薄くひろげたナマコ。2008年、高さんは厚さ0.003ミリにまでひろげ、ギネス世界記録に登録され、その後二回記録を更新し、2016年には0.0019ミリにまで薄くすることに成功した。

昨年の夏、酩酊は北京で開催された「中国食文化研究会」に参加した。このとき、旧友の北京大学教授の賈_萱さんに招待された「味道花園」というレストランで、珍しいナマコ料理の実演を見たので紹介しよう。

 奈良・平安時代の朝廷に、諸国からナマコが献上された記録がある。それは保存や運搬に便利なように、海水や薄い塩水で煮てから乾燥させた、干しナマコ(イリコ・ホシコ)であろう。あとは江戸時代の『料理物語』に干しナマコの煮物や汁物がでてくるくらいで、日本では干しナマコは食べず、鮮度のよい生のナマコを薄切りにして、酢のものにして生食するのが普通である。

 ナマコそのものには特別な味はなく、生のナマコのコリコリとした食感を楽しむ料理である。ゴムを噛んでるようで、なかなか噛みきれない。しかし、ナマコは、コラーゲンやコンドロイチンが豊富で、美容や健康によい食材だそうだ。

 中国では、ナマコを「海の朝鮮人参」という意味のという。健康によい、精力増給にもってこいの薬効のある食品であるとされてきた。

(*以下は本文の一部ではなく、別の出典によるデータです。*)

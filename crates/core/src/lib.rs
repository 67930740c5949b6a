//! Acadia Core - Domain value types
//!
//! This crate contains the fundamental types used across Acadia:
//! - `Points`: additive learner score awarded on lesson completion
//! - `Percent`: integer progress ratio, always within 0..=100

pub mod percent;
pub mod points;

pub use percent::Percent;
pub use points::Points;
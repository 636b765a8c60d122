//! # hotel-domain
//!
//! Pure domain model for the hotel API.
//!
//! ## Responsibilities
//! - Foundational types: the integer [`ApartmentId`](id::ApartmentId) and error conventions
//! - Define the **Apartment** record and the inputs that create or modify it
//!
//! ## Dependency rule
//! This crate has **no internal dependencies**.
//! It must never import anything from `app`, adapters, or external IO crates.
//! All IO boundaries are expressed as traits in the `app` crate (ports).

pub mod error;
pub mod id;

pub mod apartment;
//! Storage-specific error type wrapping sqlx errors.

use hotel_domain::error::HotelError;

/// Errors originating from the `SQLite` storage layer.
#[derive(Debug, thiserror::Error)]
pub enum StorageError {
    /// A query or connection failed.
    #[error("database error")]
    Database(#[from] sqlx::Error),

    /// Failed to run migrations.
    #[error("migration error")]
    Migration(#[from] sqlx::migrate::MigrateError),
}

impl From<StorageError> for HotelError {
    fn from(err: StorageError) -> Self {
        Self::Storage(Box::new(err))
    }
}
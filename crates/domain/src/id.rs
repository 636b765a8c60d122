//! Integer identifiers assigned by the persistence layer.

use std::fmt;

use serde::{Deserialize, Serialize};

/// Unique identifier for an [`Apartment`](crate::apartment::Apartment).
///
/// Values are allocated by the database on insert and never change.
#[derive(Debug, Clone, Copy, PartialEq, Eq, Hash, PartialOrd, Ord, Serialize, Deserialize)]
#[serde(transparent)]
pub struct ApartmentId(i64);

impl ApartmentId {
    /// Wrap a raw database identifier.
    #[must_use]
    pub fn from_raw(value: i64) -> Self {
        Self(value)
    }

    /// Access the raw database identifier.
    #[must_use]
    pub fn as_raw(self) -> i64 {
        self.0
    }

    /// Parse the leading base-10 integer of `input`.
    ///
    /// Leading whitespace and a single `+`/`-` sign are accepted, parsing
    /// stops at the first non-digit, and anything after it is ignored, so
    /// `"12abc"` yields `12` and `"1.9"` yields `1`. Returns `None` when no
    /// digit follows the optional sign or the value overflows `i64`; such an
    /// id can never match a stored record.
    #[must_use]
    pub fn parse_leading(input: &str) -> Option<Self> {
        let trimmed = input.trim_start();
        let (negative, rest) = match trimmed.as_bytes().first() {
            Some(b'-') => (true, &trimmed[1..]),
            Some(b'+') => (false, &trimmed[1..]),
            _ => (false, trimmed),
        };

        let digits_len = rest.bytes().take_while(u8::is_ascii_digit).count();
        if digits_len == 0 {
            return None;
        }

        let digits = &rest[..digits_len];
        let value = if negative {
            format!("-{digits}").parse::<i64>().ok()?
        } else {
            digits.parse::<i64>().ok()?
        };
        Some(Self(value))
    }
}

impl From<i64> for ApartmentId {
    fn from(value: i64) -> Self {
        Self(value)
    }
}

impl fmt::Display for ApartmentId {
    fn fmt(&self, f: &mut fmt::Formatter<'_>) -> fmt::Result {
        self.0.fmt(f)
    }
}

#[cfg(test)]
mod tests {
    use super::*;

    fn parse(input: &str) -> Option<i64> {
        ApartmentId::parse_leading(input).map(ApartmentId::as_raw)
    }

    #[test]
    fn should_parse_plain_decimal() {
        assert_eq!(parse("42"), Some(42));
    }

    #[test]
    fn should_ignore_trailing_garbage() {
        assert_eq!(parse("12abc"), Some(12));
        assert_eq!(parse("1.9"), Some(1));
    }

    #[test]
    fn should_accept_leading_whitespace_and_sign() {
        assert_eq!(parse("  7"), Some(7));
        assert_eq!(parse("-3"), Some(-3));
        assert_eq!(parse("+5"), Some(5));
    }

    #[test]
    fn should_return_none_when_no_leading_digits() {
        assert_eq!(parse("abc"), None);
        assert_eq!(parse(""), None);
        assert_eq!(parse("-"), None);
        assert_eq!(parse("x12"), None);
    }

    #[test]
    fn should_return_none_on_overflow() {
        assert_eq!(parse("99999999999999999999"), None);
    }

    #[test]
    fn should_parse_i64_bounds() {
        assert_eq!(parse("9223372036854775807"), Some(i64::MAX));
        assert_eq!(parse("-9223372036854775808"), Some(i64::MIN));
    }

    #[test]
    fn should_serialize_as_bare_number() {
        let json = serde_json::to_string(&ApartmentId::from_raw(9)).unwrap();
        assert_eq!(json, "9");
    }

    #[test]
    fn should_display_inner_value() {
        assert_eq!(ApartmentId::from(15).to_string(), "15");
    }
}
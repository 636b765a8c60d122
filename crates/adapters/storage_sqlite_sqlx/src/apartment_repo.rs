//! `SQLite` implementation of [`ApartmentRepository`].

use std::future::Future;

use sqlx::sqlite::SqliteRow;
use sqlx::{FromRow, Row, SqlitePool};

use hotel_app::ports::ApartmentRepository;
use hotel_domain::apartment::{Apartment, ApartmentPatch, NewApartment};
use hotel_domain::error::HotelError;
use hotel_domain::id::ApartmentId;

use crate::error::StorageError;

/// Wrapper for converting database rows into domain [`Apartment`].
struct Wrapper(Apartment);

impl Wrapper {
    fn maybe(value: Option<Self>) -> Option<Apartment> {
        value.map(|w| w.0)
    }
}

impl<'r> FromRow<'r, SqliteRow> for Wrapper {
    fn from_row(row: &'r SqliteRow) -> Result<Self, sqlx::Error> {
        Ok(Self(Apartment {
            id: ApartmentId::from_raw(row.try_get("id")?),
            name: row.try_get("name")?,
            description: row.try_get("description")?,
            price_per_night: row.try_get("price_per_night")?,
        }))
    }
}

const INSERT: &str = "INSERT INTO apartments (name, description, price_per_night) VALUES (?, ?, ?) \
     RETURNING id, name, description, price_per_night";
const SELECT_ALL: &str = "SELECT id, name, description, price_per_night FROM apartments";
const SELECT_BY_ID: &str =
    "SELECT id, name, description, price_per_night FROM apartments WHERE id = ? LIMIT 1";
// Each column takes a (supplied, value) pair; a supplied NULL hits the NOT NULL constraint.
const UPDATE: &str = "UPDATE apartments SET \
     name = CASE WHEN ? THEN ? ELSE name END, \
     description = CASE WHEN ? THEN ? ELSE description END, \
     price_per_night = CASE WHEN ? THEN ? ELSE price_per_night END \
     WHERE id = ? \
     RETURNING id, name, description, price_per_night";
const DELETE_BY_ID: &str =
    "DELETE FROM apartments WHERE id = ? RETURNING id, name, description, price_per_night";

/// `SQLite`-backed apartment repository.
pub struct SqliteApartmentRepository {
    pool: SqlitePool,
}

impl SqliteApartmentRepository {
    /// Create a new repository using the given connection pool.
    #[must_use]
    pub fn new(pool: SqlitePool) -> Self {
        Self { pool }
    }
}

impl ApartmentRepository for SqliteApartmentRepository {
    fn create(
        &self,
        apartment: NewApartment,
    ) -> impl Future<Output = Result<Apartment, HotelError>> + Send {
        let pool = self.pool.clone();
        async move {
            let row: Wrapper = sqlx::query_as(INSERT)
                .bind(apartment.name)
                .bind(apartment.description)
                .bind(apartment.price_per_night)
                .fetch_one(&pool)
                .await
                .map_err(StorageError::from)?;

            Ok(row.0)
        }
    }

    fn get_all(&self) -> impl Future<Output = Result<Vec<Apartment>, HotelError>> + Send {
        let pool = self.pool.clone();
        async move {
            let rows: Vec<Wrapper> = sqlx::query_as(SELECT_ALL)
                .fetch_all(&pool)
                .await
                .map_err(StorageError::from)?;

            Ok(rows.into_iter().map(|w| w.0).collect())
        }
    }

    fn get_by_id(
        &self,
        id: ApartmentId,
    ) -> impl Future<Output = Result<Option<Apartment>, HotelError>> + Send {
        let pool = self.pool.clone();
        async move {
            let row: Option<Wrapper> = sqlx::query_as(SELECT_BY_ID)
                .bind(id.as_raw())
                .fetch_optional(&pool)
                .await
                .map_err(StorageError::from)?;

            Ok(Wrapper::maybe(row))
        }
    }

    fn update(
        &self,
        id: ApartmentId,
        patch: ApartmentPatch,
    ) -> impl Future<Output = Result<Option<Apartment>, HotelError>> + Send {
        let pool = self.pool.clone();
        async move {
            let row: Option<Wrapper> = sqlx::query_as(UPDATE)
                .bind(patch.name.is_some())
                .bind(patch.name.flatten())
                .bind(patch.description.is_some())
                .bind(patch.description.flatten())
                .bind(patch.price_per_night.is_some())
                .bind(patch.price_per_night.flatten())
                .bind(id.as_raw())
                .fetch_optional(&pool)
                .await
                .map_err(StorageError::from)?;

            Ok(Wrapper::maybe(row))
        }
    }

    fn delete(
        &self,
        id: ApartmentId,
    ) -> impl Future<Output = Result<Option<Apartment>, HotelError>> + Send {
        let pool = self.pool.clone();
        async move {
            let row: Option<Wrapper> = sqlx::query_as(DELETE_BY_ID)
                .bind(id.as_raw())
                .fetch_optional(&pool)
                .await
                .map_err(StorageError::from)?;

            Ok(Wrapper::maybe(row))
        }
    }
}
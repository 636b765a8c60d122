//! # hotel-adapter-storage-sqlite-sqlx
//!
//! `SQLite` persistence adapter using [sqlx](https://docs.rs/sqlx).
//!
//! ## Responsibilities
//! - Implement the repository port trait defined in `hotel-app::ports::storage`
//! - Manage `SQLite` connection pool lifecycle
//! - Run database migrations (using sqlx embedded migrations)
//! - Map between domain types and database rows
//!
//! ## Dependency rule
//! Depends on `hotel-app` (for port traits) and `hotel-domain` (for domain types).
//! The `app` and `domain` crates must never reference this adapter.

mod apartment_repo;
mod error;
mod pool;

pub use apartment_repo::SqliteApartmentRepository;
pub use error::StorageError;
pub use pool::{Config, Database};
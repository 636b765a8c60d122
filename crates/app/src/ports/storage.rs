//! Storage port: repository trait for apartment persistence.

use std::future::Future;

use hotel_domain::apartment::{Apartment, ApartmentPatch, NewApartment};
use hotel_domain::error::HotelError;
use hotel_domain::id::ApartmentId;

/// Repository for persisting and querying [`Apartment`]s.
pub trait ApartmentRepository {
    /// Insert a new apartment; storage assigns the id.
    fn create(
        &self,
        apartment: NewApartment,
    ) -> impl Future<Output = Result<Apartment, HotelError>> + Send;

    /// Get every stored apartment, in storage order.
    fn get_all(&self) -> impl Future<Output = Result<Vec<Apartment>, HotelError>> + Send;

    /// Get the first apartment matching `id`.
    fn get_by_id(
        &self,
        id: ApartmentId,
    ) -> impl Future<Output = Result<Option<Apartment>, HotelError>> + Send;

    /// Overwrite the fields present in `patch`, returning the updated record
    /// or `None` when no apartment has `id`.
    fn update(
        &self,
        id: ApartmentId,
        patch: ApartmentPatch,
    ) -> impl Future<Output = Result<Option<Apartment>, HotelError>> + Send;

    /// Remove an apartment, returning its last stored state or `None` when
    /// no apartment has `id`.
    fn delete(
        &self,
        id: ApartmentId,
    ) -> impl Future<Output = Result<Option<Apartment>, HotelError>> + Send;
}
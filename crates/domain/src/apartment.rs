//! Apartment: the single bookable resource exposed by the API.

use serde::{Deserialize, Serialize, Serializer};

use crate::id::ApartmentId;

/// A stored apartment record.
#[derive(Debug, Clone, PartialEq, Serialize, Deserialize)]
#[serde(rename_all = "camelCase")]
pub struct Apartment {
    pub id: ApartmentId,
    pub name: String,
    pub description: String,
    #[serde(serialize_with = "serialize_price")]
    pub price_per_night: f64,
}

/// Fields supplied when creating an apartment.
///
/// Every field is optional at the type level: values are passed through as
/// received and the persistence layer rejects a record with missing columns.
#[derive(Debug, Clone, Default, PartialEq)]
pub struct NewApartment {
    pub name: Option<String>,
    pub description: Option<String>,
    pub price_per_night: Option<f64>,
}

/// Partial overwrite of an existing apartment.
///
/// `None` leaves the stored value untouched. `Some(None)` writes an explicit
/// null, which the persistence layer rejects like a missing column on create.
#[derive(Debug, Clone, Default, PartialEq)]
#[allow(clippy::option_option)]
pub struct ApartmentPatch {
    pub name: Option<Option<String>>,
    pub description: Option<Option<String>>,
    pub price_per_night: Option<Option<f64>>,
}

// Largest integer an f64 holds exactly.
const MAX_EXACT_INTEGER: f64 = 9_007_199_254_740_992.0;

/// Write whole-number prices as JSON integers (`100`, not `100.0`).
#[allow(
    clippy::cast_possible_truncation,
    clippy::float_cmp,
    clippy::trivially_copy_pass_by_ref
)]
fn serialize_price<S: Serializer>(value: &f64, serializer: S) -> Result<S::Ok, S::Error> {
    if value.is_finite() && value.fract() == 0.0 && value.abs() <= MAX_EXACT_INTEGER {
        serializer.serialize_i64(*value as i64)
    } else {
        serializer.serialize_f64(*value)
    }
}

 日本の約25倍の広大な国土面積をもつ中国の海岸線の長さは、日本の半分以下である。海から遠い消費地に輸送するため、ナマコは干しナマコに加工するのが普通である。干しナマコは1週間くらい水や湯に漬けてもどしてから料理をする、手間のかかる食品である。

 17世紀末から18世紀初頭の明末清初の時代になると、干しナマコは宮廷料理など、高級料理に使用される、きわめて高価な食材として珍重されるようになった。生ものを食べない食習慣の中国のことである。もどした干しナマコは火熱を使用して、しっかり味つけをした料理にして食べる。おいしい味つけがなされ、やわらかく、噛みきることができるが、ナマコのすべすべした食感は楽しめるのが、中国の干しナマコ料理である。

 干しナマコを食べない日本でも、江戸時代から干しナマコが生産され、清国に輸出されていた。日本産の中国料理の高級食材である干しナマコ、干しアワビ、フカヒレは、俵に詰めて長崎から輸出され、俵物三品とよばれた。現在では、世界各国で干しナマコを、中国向けの輸出商品として生産するようになったが、日本産のものがもっとも高価で取引されている。

 養殖ナマコの生産に世界で最初に成功したのは日本であるが、その技術がとりいれられて、現在の中国でもナマコの養殖がなされるようになったし、輸送や冷蔵に関する技術の進歩にともない、北京でも新鮮なナマコが入手できるようになった。そこで開発されたのが、生のナマコを引き延ばして、やわらかく加工する技術である。

 「味道花園」レストランでの夕食のさいに、この技術を開発した総料理長の高建速さんが実演をしてくれた。詳しい説明をしてもらったのだが、大略だけを述べよう。

 秘訣は操作ごとに、温度のちがう低温の湯にナマコを浸すことである。湯の温度が高くなると、たんぱく質が変質して、うまく伸ばせないそうだ。まず、55度の湯に新鮮なナマコを短時間漬けてから、料理ハサミで縦に切って内臓をとりだす。ついで、50度の湯に2分間漬けてから、ナマコの両端をつかんで、ゆっくりと横に伸ばす。わたしも試させてもらったが、素人のわたしでも25センチのナマコを一メ1トルの長さまで引き延ばすことができた。ついで2人の助手が、上下に引っ張って、薄い膜状になるまで引き延ばす。すると、写真のように背後の本が読めるようになるほどの薄く透明な膜状になる。

 これを80度の湯に漬けると、膜が縮み、ナマコの原形にもどる。それを切って、小エビ、野菜などの具を加えてスープをつくってくれた。ナマコの食感はのこしながら、やわらかく、歯切れのよいナマコ料理であった。